Write out the whole listing without a single alteration.
**********
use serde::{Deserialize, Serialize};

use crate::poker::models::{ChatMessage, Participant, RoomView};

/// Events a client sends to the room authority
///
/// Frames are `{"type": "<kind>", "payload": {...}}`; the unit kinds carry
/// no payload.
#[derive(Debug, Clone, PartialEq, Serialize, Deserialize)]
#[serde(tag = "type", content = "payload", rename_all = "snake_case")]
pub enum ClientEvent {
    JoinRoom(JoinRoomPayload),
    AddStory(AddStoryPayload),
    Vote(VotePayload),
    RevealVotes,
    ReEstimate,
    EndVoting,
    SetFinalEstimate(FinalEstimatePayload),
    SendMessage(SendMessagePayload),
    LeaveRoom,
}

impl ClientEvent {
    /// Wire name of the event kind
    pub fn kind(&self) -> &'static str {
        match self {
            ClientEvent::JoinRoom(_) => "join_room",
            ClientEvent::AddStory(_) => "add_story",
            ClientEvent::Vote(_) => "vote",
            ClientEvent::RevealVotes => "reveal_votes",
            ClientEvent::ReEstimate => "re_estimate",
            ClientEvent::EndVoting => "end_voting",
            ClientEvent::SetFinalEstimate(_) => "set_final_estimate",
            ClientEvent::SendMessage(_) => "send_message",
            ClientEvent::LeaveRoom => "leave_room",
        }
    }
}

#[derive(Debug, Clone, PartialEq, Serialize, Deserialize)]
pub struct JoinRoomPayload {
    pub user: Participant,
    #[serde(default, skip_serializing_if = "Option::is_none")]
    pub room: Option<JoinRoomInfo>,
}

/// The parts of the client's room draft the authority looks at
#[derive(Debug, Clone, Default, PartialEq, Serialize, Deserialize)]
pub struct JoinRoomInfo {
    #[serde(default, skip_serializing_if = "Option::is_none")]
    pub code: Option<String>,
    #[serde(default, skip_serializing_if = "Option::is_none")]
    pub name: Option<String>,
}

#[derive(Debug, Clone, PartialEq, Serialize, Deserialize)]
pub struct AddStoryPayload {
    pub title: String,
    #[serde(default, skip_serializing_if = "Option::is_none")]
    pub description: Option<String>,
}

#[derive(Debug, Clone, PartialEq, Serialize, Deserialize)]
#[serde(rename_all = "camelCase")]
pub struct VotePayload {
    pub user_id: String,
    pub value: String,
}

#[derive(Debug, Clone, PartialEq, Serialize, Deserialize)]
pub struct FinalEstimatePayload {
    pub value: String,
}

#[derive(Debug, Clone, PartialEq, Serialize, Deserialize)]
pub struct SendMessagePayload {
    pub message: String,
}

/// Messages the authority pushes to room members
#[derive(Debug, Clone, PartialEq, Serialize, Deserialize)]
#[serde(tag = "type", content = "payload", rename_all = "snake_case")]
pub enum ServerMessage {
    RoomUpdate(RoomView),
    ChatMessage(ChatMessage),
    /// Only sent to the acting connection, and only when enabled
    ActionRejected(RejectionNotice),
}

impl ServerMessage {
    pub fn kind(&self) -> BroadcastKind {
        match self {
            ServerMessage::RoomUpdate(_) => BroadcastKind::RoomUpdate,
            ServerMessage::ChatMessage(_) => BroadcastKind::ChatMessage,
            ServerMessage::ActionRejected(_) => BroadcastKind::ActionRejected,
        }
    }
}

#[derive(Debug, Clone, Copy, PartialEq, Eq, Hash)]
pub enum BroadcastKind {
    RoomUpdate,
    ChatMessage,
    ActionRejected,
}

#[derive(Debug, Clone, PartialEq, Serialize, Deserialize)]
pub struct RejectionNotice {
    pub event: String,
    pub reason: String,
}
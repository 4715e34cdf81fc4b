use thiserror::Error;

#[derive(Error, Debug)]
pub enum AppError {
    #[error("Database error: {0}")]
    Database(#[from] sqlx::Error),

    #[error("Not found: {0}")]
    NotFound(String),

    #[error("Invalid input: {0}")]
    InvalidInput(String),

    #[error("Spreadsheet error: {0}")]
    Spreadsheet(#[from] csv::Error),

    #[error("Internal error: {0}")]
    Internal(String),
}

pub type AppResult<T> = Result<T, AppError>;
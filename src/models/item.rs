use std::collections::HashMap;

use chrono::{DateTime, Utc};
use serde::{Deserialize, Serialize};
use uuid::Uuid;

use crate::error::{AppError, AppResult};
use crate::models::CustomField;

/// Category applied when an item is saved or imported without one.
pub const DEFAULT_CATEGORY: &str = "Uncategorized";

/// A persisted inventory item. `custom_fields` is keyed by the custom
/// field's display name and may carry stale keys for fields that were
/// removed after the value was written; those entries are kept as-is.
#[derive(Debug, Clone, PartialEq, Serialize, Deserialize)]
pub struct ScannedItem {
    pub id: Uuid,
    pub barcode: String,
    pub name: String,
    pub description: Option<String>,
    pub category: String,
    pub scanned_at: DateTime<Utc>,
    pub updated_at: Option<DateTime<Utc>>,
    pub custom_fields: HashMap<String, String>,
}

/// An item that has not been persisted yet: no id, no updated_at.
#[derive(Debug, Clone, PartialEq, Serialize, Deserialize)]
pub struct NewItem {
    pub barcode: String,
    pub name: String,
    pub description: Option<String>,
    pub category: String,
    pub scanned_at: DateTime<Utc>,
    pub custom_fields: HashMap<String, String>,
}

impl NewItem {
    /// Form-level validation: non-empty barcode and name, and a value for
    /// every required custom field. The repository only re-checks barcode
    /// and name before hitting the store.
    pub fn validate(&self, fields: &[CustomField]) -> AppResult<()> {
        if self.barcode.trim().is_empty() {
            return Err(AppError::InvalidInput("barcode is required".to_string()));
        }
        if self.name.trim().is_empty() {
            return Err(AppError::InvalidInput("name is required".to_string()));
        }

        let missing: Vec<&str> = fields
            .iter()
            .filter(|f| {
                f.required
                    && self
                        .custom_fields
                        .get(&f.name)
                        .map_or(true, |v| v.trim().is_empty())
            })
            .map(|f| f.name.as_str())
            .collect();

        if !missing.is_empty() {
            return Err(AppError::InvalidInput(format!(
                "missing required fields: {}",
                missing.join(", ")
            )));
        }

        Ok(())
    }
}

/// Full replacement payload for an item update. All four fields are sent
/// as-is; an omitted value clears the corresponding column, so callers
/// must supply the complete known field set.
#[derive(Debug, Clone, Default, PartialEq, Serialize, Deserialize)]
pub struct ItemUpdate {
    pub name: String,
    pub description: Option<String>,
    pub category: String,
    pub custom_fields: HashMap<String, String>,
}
**********
### Exercise answer:
use serde::{Deserialize, Serialize};

use crate::poker::models::{ChatMessage, Participant, RoomView};

/// Events a client sends to the room authority
///
/// Frames are `{"type": "<kind>", "payload": {...}}`; the unit kinds carry
/// no payload.
#[derive(Debug, Clone, PartialEq, Serialize, Deserialize)]
#[serde(tag = "type", content = "payload", rename_all = "snake_case")]
pub enum ClientEvent {
    JoinRoom(JoinRoomPayload),
    AddStory(AddStoryPayload),
    Vote(VotePayload),
    RevealVotes,
    ReEstimate,
    EndVoting,
    SetFinalEstimate(FinalEstimatePayload),
    SendMessage(SendMessagePayload),
    LeaveRoom,
}

impl ClientEvent {
    /// Wire name of the event kind
    pub fn kind(&self) -> &'static str {
        match self {
            ClientEvent::JoinRoom(_) => "join_room",
            ClientEvent::AddStory(_) => "add_story",
            ClientEvent::Vote(_) => "vote",
            ClientEvent::RevealVotes => "reveal_votes",
            ClientEvent::ReEstimate => "re_estimate",
            ClientEvent::EndVoting => "end_voting",
            ClientEvent::SetFinalEstimate(_) => "set_final_estimate",
            ClientEvent::SendMessage(_) => "send_message",
            ClientEvent::LeaveRoom => "leave_room",
        }
    }
}

#[derive(Debug, Clone, PartialEq, Serialize, Deserialize)]
pub struct JoinRoomPayload {
    pub user: Participant,
    #[serde(default, skip_serializing_if = "Option::is_none")]
    pub room: Option<JoinRoomInfo>,
}

/// The parts of the client's room draft the authority looks at
#[derive(Debug, Clone, Default, PartialEq, Serialize, Deserialize)]
pub struct JoinRoomInfo {
    #[serde(default, skip_serializing_if = "Option::is_none")]
    pub code: Option<String>,
    #[serde(default, skip_serializing_if = "Option::is_none")]
    pub name: Option<String>,
}

#[derive(Debug, Clone, PartialEq, Serialize, Deserialize)]
pub struct AddStoryPayload {
    pub title: String,
    #[serde(default, skip_serializing_if = "Option::is_none")]
    pub description: Option<String>,
}

#[derive(Debug, Clone, PartialEq, Serialize, Deserialize)]
#[serde(rename_all = "camelCase")]
pub struct VotePayload {
    pub user_id: String,
    pub value: String,
}

#[derive(Debug, Clone, PartialEq, Serialize, Deserialize)]
pub struct FinalEstimatePayload {
    pub value: String,
}

#[derive(Debug, Clone, PartialEq, Serialize, Deserialize)]
pub struct SendMessagePayload {
    pub message: String,
}

/// Messages the authority pushes to room members
#[derive(Debug, Clone, PartialEq, Serialize, Deserialize)]
#[serde(tag = "type", content = "payload", rename_all = "snake_case")]
pub enum ServerMessage {
    RoomUpdate(RoomView),
    ChatMessage(ChatMessage),
    /// Only sent to the acting connection, and only when enabled
    ActionRejected(RejectionNotice),
}

impl ServerMessage {
    pub fn kind(&self) -> BroadcastKind {
        match self {
            ServerMessage::RoomUpdate(_) => BroadcastKind::RoomUpdate,
            ServerMessage::ChatMessage(_) => BroadcastKind::ChatMessage,
            ServerMessage::ActionRejected(_) => BroadcastKind::ActionRejected,
        }
    }
}

#[derive(Debug, Clone, Copy, PartialEq, Eq, Hash)]
pub enum BroadcastKind {
    RoomUpdate,
    ChatMessage,
    ActionRejected,
}

#[derive(Debug, Clone, PartialEq, Serialize, Deserialize)]
pub struct RejectionNotice {
    pub event: String,
    pub reason: String,
}
repository 4715e34cdf81fc4b
use thiserror::Error;

#[derive(Error, Debug)]
pub enum AppError {
    #[error("Database error: {0}")]
    Database(#[from] sqlx::Error),

    #[error("Not found: {0}")]
    NotFound(String),

    #[error("Invalid input: {0}")]
    InvalidInput(String),

    #[error("Spreadsheet error: {0}")]
    Spreadsheet(#[from] csv::Error),

    #[error("Internal error: {0}")]
    Internal(String),
}

pub type AppResult<T> = Result<T, AppError>;
filename src/models/item.rs
use std::collections::HashMap;

use chrono::{DateTime, Utc};
use serde::{Deserialize, Serialize};
use uuid::Uuid;

use crate::error::{AppError, AppResult};
use crate::models::CustomField;

/// Category applied when an item is saved or imported without one.
pub const DEFAULT_CATEGORY: &str = "Uncategorized";

/// A persisted inventory item. `custom_fields` is keyed by the custom
/// field's display name and may carry stale keys for fields that were
/// removed after the value was written; those entries are kept as-is.
#[derive(Debug, Clone, PartialEq, Serialize, Deserialize)]
pub struct ScannedItem {
    pub id: Uuid,
    pub barcode: String,
    pub name: String,
    pub description: Option<String>,
    pub category: String,
    pub scanned_at: DateTime<Utc>,
    pub updated_at: Option<DateTime<Utc>>,
    pub custom_fields: HashMap<String, String>,
}

/// An item that has not been persisted yet: no id, no updated_at.
#[derive(Debug, Clone, PartialEq, Serialize, Deserialize)]
pub struct NewItem {
    pub barcode: String,
    pub name: String,
    pub description: Option<String>,
    pub category: String,
    pub scanned_at: DateTime<Utc>,
    pub custom_fields: HashMap<String, String>,
}

impl NewItem {
    /// Form-level validation: non-empty barcode and name, and a value for
    /// every required custom field. The repository only re-checks barcode
    /// and name before hitting the store.
    pub fn validate(&self, fields: &[CustomField]) -> AppResult<()> {
        if self.barcode.trim().is_empty() {
            return Err(AppError::InvalidInput("barcode is required".to_string()));
        }
        if self.name.trim().is_empty() {
            return Err(AppError::InvalidInput("name is required".to_string()));
        }

        let missing: Vec<&str> = fields
            .iter()
            .filter(|f| {
                f.required
                    && self
                        .custom_fields
                        .get(&f.name)
                        .map_or(true, |v| v.trim().is_empty())
            })
            .map(|f| f.name.as_str())
            .collect();

        if !missing.is_empty() {
            return Err(AppError::InvalidInput(format!(
                "missing required fields: {}",
                missing.join(", ")
            )));
        }

        Ok(())
    }
}

/// Full replacement payload for an item update. All four fields are sent
/// as-is; an omitted value clears the corresponding column, so callers
/// must supply the complete known field set.
#[derive(Debug, Clone, Default, PartialEq, Serialize, Deserialize)]
pub struct ItemUpdate {
    pub name: String,
    pub description: Option<String>,
    pub category: String,
    pub custom_fields: HashMap<String, String>,
}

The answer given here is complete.